PerfCurator: Curating a large-scale dataset of performance bug-related commits from public repositories
Md Abul Kalam Azad, Manoj Alexender, Matthew Alexender, Syed Salauddin Mohammad Tariq, Foyzul Hassan, Probir Roy
TL;DR
PerfCurator tackles the lack of large-scale, open datasets of performance bugs by integrating a lightweight, distillation-based classifier with scalable repository mining. The authors develop PcBERT-HS and PcBERT-KD to identify performance bug commits, achieving state-of-the-art accuracy with far lower computational cost than large LLMs. They deploy PerfCurator on a 50-node CPU cluster to mine hundreds of thousands of commits across Python, C++, and Java, producing a dataset of over 408K performance commits. The study demonstrates that larger, data-rich datasets enhance data-driven performance bug detection and API-misuse detection, offering practical benefits for performance engineering and tooling. Overall, the work provides a scalable workflow and dataset to advance research on performance bugs and their mitigation.
Abstract
Performance bugs challenge software development, degrading performance and wasting computational resources.
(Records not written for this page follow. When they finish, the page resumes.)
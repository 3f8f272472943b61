//! Document-store boundary.
//!
//! [`LogStore`] is the seam between the shard lifecycle logic and the
//! underlying document store. The MongoDB adapter lives in [`mongo`]; an
//! in-memory fake with the same conflict/absence semantics lives in
//! [`memory`] for tests. Provider error codes are classified into
//! [`crate::Error`] inside the adapters and nowhere else.

pub mod memory;
pub mod mongo;

use async_trait::async_trait;
use bson::oid::ObjectId;
use bson::Document;
use chrono::{DateTime, Utc};

use crate::error::Result;
use crate::model::Level;
use crate::shard::{ShardSchema, TimeseriesInfo};

pub use memory::MemoryStore;
pub use mongo::MongoStore;

/// Inclusive timestamp range with an optional level filter and a result
/// cap. Results are always newest-first.
#[derive(Debug, Clone)]
pub struct RangeQuery {
    pub start: DateTime<Utc>,
    pub end: DateTime<Utc>,
    pub level: Option<Level>,
    pub limit: i64,
}

impl RangeQuery {
    pub fn new(start: DateTime<Utc>, end: DateTime<Utc>) -> Self {
        Self {
            start,
            end,
            level: None,
            limit: 100,
        }
    }

    pub fn level(mut self, level: Level) -> Self {
        self.level = Some(level);
        self
    }

    pub fn limit(mut self, limit: i64) -> Self {
        self.limit = limit;
        self
    }
}

/// What the store reports about an existing collection.
#[derive(Debug, Clone)]
pub struct CollectionInfo {
    pub name: String,
    /// `None` when the collection exists but is not a time-series
    /// collection.
    pub timeseries: Option<TimeseriesInfo>,
}

/// One user to create, with its role bindings.
#[derive(Debug, Clone)]
pub struct UserSpec {
    pub name: String,
    pub password: String,
    pub roles: Vec<RoleBinding>,
}

#[derive(Debug, Clone)]
pub struct RoleBinding {
    pub role: String,
    pub db: String,
}

/// A role with a computed privilege list. Privileges are carried as raw
/// documents because their shape is exactly what the server consumes.
#[derive(Debug, Clone)]
pub struct RoleSpec {
    pub name: String,
    pub privileges: Vec<Document>,
}

/// Replica-set topology to initiate.
#[derive(Debug, Clone)]
pub struct ReplicaSetSpec {
    pub name: String,
    pub members: Vec<ReplicaMember>,
}

#[derive(Debug, Clone)]
pub struct ReplicaMember {
    pub id: i32,
    pub host: String,
    pub priority: f64,
}

/// Reported replica-set member state.
#[derive(Debug, Clone)]
pub struct MemberStatus {
    pub name: String,
    /// Raw state number; 1 is primary.
    pub state: i32,
}

#[derive(Debug, Clone, Default)]
pub struct ReplicaSetStatus {
    pub members: Vec<MemberStatus>,
}

impl ReplicaSetStatus {
    pub fn primary(&self) -> Option<&MemberStatus> {
        self.members.iter().find(|m| m.state == 1)
    }
}

/// Operations the shard lifecycle needs from a document store.
///
/// Contract highlights the implementations must honor:
/// - `create_timeseries` on an existing namespace is `Error::Conflict`;
/// - `insert_*` and `find_range` against an absent collection are
///   `Error::NotFound` (never implicit creation);
/// - `create_index` with an identical existing index succeeds;
/// - `find_range` returns documents sorted newest-first, capped by the
///   query limit.
#[async_trait]
pub trait LogStore: Send + Sync {
    async fn create_timeseries(&self, db: &str, coll: &str, schema: &ShardSchema) -> Result<()>;

    async fn collection_info(&self, db: &str, coll: &str) -> Result<Option<CollectionInfo>>;

    async fn create_index(&self, db: &str, coll: &str, keys: Document) -> Result<()>;

    async fn insert_one(&self, db: &str, coll: &str, doc: Document) -> Result<ObjectId>;

    async fn insert_many(&self, db: &str, coll: &str, docs: Vec<Document>) -> Result<Vec<ObjectId>>;

    async fn find_range(&self, db: &str, coll: &str, query: &RangeQuery) -> Result<Vec<Document>>;

    async fn database_names(&self) -> Result<Vec<String>>;

    /// Materializes a database by writing `marker` into its `_init`
    /// collection, once. Document stores may not list a database until its
    /// first write.
    async fn ensure_database(&self, db: &str, marker: Document) -> Result<()>;

    async fn replica_set_status(&self) -> Result<ReplicaSetStatus>;

    async fn initiate_replica_set(&self, spec: &ReplicaSetSpec) -> Result<()>;

    async fn create_user(&self, spec: &UserSpec) -> Result<()>;

    async fn create_role(&self, spec: &RoleSpec) -> Result<()>;

    async fn update_role(&self, spec: &RoleSpec) -> Result<()>;
}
Software developers invest substantial effort in addressing these issues. Curating these performance bugs can offer valuable insights to the software engineering research community, aiding in developing new mitigation strategies. However, there is no large-scale open-source performance bugs dataset available. To bridge this gap, we propose PerfCurator, a repository miner that collects performance bug-related commits at scale. PerfCurator employs PcBERT-KD, a 125M parameter BERT model trained to classify performance bug-related commits. Our evaluation shows PcBERT-KD achieves accuracy comparable to 7 billion parameter LLMs but with significantly lower computational overhead, enabling cost-effective deployment on CPU clusters. Utilizing PcBERT-KD as the core component, we deployed PerfCurator on a 50-node CPU cluster to mine GitHub repositories. This extensive mining operation resulted in the construction of a large-scale dataset comprising 114K performance bug-fix commits in Python, 217.9K in C++, and 76.6K in Java. Our results demonstrate that this large-scale dataset significantly enhances the effectiveness of data-driven performance bug detection systems.